# What you need to do
Set down word for word the lines that begin the entries and run through the line containing "The player character.". Give nothing further.

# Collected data
▽

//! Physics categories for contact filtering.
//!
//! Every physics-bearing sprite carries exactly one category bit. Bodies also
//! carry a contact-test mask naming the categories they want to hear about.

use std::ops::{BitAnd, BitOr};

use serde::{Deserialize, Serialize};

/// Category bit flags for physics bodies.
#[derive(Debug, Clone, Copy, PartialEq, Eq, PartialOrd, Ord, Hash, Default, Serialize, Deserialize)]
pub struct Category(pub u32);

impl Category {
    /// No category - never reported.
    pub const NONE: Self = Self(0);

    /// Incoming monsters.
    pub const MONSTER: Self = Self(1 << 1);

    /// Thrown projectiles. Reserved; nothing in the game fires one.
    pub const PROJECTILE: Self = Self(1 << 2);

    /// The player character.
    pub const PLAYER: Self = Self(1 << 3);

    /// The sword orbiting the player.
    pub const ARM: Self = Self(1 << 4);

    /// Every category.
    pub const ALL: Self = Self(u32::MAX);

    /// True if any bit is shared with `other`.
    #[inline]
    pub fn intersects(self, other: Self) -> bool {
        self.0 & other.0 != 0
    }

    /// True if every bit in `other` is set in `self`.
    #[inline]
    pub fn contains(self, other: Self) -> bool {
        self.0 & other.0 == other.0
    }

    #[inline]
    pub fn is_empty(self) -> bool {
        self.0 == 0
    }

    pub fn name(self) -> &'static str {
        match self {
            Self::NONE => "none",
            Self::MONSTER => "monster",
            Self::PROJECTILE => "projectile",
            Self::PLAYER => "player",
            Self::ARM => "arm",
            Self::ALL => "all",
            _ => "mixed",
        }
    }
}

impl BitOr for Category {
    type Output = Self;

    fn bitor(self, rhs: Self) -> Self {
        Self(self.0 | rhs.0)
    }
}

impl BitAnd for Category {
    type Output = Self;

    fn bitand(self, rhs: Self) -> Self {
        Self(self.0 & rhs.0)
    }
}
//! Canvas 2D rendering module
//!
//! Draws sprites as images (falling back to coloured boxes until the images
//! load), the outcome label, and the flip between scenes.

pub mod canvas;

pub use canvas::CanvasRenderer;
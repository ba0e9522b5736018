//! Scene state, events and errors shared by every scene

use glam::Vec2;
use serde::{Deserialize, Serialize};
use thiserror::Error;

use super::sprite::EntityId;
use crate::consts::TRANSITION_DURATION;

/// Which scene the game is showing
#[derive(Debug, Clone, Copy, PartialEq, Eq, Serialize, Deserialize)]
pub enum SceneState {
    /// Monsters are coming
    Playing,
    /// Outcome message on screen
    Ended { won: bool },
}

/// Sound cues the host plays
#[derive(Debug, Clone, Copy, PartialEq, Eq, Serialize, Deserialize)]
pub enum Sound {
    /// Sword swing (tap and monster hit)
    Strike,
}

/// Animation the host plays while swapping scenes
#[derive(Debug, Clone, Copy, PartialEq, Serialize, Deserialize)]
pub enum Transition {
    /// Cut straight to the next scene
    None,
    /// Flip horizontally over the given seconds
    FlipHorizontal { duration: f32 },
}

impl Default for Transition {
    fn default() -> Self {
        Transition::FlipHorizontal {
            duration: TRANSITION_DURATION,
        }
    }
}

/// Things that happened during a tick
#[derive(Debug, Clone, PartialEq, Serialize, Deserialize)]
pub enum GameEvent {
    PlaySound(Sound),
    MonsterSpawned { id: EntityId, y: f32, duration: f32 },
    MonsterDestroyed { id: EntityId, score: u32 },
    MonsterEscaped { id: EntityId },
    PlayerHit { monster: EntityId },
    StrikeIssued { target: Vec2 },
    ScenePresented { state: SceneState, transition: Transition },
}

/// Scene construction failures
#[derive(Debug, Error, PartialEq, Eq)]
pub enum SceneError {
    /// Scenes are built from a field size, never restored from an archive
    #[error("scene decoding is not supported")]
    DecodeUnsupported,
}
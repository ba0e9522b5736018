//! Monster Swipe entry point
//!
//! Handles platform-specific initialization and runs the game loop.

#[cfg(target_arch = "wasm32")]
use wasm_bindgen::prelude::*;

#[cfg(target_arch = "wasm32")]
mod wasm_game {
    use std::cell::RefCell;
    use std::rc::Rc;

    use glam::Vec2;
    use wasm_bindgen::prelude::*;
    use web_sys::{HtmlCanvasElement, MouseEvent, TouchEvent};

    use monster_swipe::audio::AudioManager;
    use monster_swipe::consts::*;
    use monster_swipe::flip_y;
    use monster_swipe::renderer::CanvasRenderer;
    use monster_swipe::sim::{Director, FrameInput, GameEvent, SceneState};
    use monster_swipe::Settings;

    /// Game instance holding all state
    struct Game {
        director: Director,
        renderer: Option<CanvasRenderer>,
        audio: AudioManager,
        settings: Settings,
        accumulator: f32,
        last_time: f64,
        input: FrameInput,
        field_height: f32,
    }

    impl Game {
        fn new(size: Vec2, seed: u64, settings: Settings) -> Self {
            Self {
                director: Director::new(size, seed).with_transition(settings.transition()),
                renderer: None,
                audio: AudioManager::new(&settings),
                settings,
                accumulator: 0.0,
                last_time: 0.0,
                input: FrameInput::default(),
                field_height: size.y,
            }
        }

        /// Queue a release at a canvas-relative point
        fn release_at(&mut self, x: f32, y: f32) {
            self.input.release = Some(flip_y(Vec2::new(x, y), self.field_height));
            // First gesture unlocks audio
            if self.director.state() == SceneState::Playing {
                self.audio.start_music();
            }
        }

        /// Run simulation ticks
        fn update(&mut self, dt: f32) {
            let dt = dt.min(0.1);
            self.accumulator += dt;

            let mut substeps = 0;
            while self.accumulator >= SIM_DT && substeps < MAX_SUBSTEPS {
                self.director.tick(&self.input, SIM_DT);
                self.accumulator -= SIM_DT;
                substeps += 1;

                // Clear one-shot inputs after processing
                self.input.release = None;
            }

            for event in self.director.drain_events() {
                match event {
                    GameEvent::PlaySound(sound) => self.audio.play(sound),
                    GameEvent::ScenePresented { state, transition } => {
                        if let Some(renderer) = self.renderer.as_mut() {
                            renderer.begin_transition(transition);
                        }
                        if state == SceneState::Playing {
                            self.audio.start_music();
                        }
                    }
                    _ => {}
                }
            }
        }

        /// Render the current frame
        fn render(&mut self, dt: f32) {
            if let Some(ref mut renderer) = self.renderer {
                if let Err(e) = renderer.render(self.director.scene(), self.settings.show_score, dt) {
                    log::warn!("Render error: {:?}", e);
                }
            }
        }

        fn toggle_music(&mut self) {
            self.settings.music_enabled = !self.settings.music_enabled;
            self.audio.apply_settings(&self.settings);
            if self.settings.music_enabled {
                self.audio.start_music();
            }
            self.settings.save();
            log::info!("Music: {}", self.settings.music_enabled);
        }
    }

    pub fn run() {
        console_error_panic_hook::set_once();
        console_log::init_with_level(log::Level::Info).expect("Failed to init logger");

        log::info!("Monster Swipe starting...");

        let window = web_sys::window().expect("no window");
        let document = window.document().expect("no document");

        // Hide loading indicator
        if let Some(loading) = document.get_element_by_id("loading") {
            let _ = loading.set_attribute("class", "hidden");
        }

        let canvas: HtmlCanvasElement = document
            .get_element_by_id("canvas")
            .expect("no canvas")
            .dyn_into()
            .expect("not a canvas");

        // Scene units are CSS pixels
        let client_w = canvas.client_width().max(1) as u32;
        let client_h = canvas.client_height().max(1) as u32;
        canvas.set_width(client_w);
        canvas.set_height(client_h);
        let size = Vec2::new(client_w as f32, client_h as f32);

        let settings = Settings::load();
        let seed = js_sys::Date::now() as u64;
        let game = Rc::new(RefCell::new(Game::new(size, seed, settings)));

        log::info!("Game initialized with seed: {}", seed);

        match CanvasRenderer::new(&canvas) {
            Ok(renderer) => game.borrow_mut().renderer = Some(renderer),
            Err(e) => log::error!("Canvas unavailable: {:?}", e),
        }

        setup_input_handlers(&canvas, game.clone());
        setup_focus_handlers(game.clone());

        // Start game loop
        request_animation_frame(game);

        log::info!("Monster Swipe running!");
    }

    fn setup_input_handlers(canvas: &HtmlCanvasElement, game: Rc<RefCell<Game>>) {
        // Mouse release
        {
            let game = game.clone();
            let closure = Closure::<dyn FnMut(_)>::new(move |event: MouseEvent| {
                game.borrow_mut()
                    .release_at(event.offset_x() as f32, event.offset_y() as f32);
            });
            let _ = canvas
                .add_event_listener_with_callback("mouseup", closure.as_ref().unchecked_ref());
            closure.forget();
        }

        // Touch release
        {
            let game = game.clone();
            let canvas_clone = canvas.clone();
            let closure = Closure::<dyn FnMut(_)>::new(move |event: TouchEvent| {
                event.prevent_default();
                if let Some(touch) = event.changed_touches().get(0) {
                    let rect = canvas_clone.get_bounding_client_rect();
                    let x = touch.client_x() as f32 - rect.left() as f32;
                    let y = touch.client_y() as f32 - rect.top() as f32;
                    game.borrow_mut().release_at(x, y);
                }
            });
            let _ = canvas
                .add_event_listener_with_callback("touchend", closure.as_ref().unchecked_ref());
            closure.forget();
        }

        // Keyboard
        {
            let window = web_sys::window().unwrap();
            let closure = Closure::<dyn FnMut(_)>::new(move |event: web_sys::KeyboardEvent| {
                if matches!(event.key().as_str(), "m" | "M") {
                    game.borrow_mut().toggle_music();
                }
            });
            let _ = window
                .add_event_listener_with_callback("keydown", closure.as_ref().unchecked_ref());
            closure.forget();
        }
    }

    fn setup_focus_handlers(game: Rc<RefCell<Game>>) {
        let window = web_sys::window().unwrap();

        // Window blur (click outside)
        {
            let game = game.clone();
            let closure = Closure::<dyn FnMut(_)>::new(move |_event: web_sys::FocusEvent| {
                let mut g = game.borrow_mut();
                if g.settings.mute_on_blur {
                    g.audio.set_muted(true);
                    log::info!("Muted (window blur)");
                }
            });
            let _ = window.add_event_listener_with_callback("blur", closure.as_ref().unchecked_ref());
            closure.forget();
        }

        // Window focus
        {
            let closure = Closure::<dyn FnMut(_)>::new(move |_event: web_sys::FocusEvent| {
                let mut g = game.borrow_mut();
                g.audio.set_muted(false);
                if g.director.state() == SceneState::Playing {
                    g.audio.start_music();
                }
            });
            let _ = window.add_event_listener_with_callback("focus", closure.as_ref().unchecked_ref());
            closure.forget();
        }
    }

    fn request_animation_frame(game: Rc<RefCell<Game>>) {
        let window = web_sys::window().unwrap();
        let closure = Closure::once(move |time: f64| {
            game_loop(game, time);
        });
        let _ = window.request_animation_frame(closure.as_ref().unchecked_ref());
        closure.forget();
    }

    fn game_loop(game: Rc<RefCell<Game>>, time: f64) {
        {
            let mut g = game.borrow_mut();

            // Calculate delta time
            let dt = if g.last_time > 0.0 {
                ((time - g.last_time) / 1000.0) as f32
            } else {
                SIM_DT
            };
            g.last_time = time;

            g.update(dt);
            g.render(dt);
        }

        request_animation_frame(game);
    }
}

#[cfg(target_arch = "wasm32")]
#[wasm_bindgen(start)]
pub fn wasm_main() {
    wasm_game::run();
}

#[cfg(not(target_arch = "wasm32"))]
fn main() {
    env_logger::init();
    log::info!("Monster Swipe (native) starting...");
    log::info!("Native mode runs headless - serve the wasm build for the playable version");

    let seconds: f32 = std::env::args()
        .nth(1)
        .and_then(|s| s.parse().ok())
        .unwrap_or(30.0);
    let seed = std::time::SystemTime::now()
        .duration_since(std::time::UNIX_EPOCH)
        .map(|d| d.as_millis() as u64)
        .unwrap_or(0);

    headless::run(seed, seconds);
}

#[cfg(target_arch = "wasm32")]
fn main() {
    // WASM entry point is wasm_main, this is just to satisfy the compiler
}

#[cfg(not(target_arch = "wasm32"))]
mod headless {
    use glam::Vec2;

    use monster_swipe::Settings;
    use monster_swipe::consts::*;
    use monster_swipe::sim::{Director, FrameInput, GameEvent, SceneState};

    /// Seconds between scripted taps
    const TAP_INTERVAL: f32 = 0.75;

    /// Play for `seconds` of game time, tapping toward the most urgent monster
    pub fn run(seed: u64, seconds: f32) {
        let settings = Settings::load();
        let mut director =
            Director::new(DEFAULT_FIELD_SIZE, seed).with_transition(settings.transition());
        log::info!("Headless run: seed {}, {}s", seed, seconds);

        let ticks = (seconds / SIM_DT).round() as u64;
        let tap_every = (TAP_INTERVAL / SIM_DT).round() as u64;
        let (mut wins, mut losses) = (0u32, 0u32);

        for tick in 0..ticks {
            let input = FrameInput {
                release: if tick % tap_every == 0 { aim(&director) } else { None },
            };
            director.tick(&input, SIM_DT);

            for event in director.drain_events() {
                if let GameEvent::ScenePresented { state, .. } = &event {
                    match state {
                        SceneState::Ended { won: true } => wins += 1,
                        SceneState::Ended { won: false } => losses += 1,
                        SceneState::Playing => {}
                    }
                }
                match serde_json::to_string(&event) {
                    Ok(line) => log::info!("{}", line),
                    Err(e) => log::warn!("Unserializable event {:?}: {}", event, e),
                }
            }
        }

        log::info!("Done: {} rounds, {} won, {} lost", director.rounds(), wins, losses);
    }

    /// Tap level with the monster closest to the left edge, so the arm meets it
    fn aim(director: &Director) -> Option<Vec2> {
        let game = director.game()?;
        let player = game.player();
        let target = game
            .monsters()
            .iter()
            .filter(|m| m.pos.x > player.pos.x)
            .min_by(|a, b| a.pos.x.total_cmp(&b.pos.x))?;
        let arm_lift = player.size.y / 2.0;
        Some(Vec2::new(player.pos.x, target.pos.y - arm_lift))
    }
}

△

# Answer for the task
//! Physics categories for contact filtering.
//!
//! Every physics-bearing sprite carries exactly one category bit. Bodies also
//! carry a contact-test mask naming the categories they want to hear about.

use std::ops::{BitAnd, BitOr};

use serde::{Deserialize, Serialize};

/// Category bit flags for physics bodies.
#[derive(Debug, Clone, Copy, PartialEq, Eq, PartialOrd, Ord, Hash, Default, Serialize, Deserialize)]
pub struct Category(pub u32);

impl Category {
    /// No category - never reported.
    pub const NONE: Self = Self(0);

    /// Incoming monsters.
    pub const MONSTER: Self = Self(1 << 1);

    /// Thrown projectiles. Reserved; nothing in the game fires one.
    pub const PROJECTILE: Self = Self(1 << 2);

    /// The player character.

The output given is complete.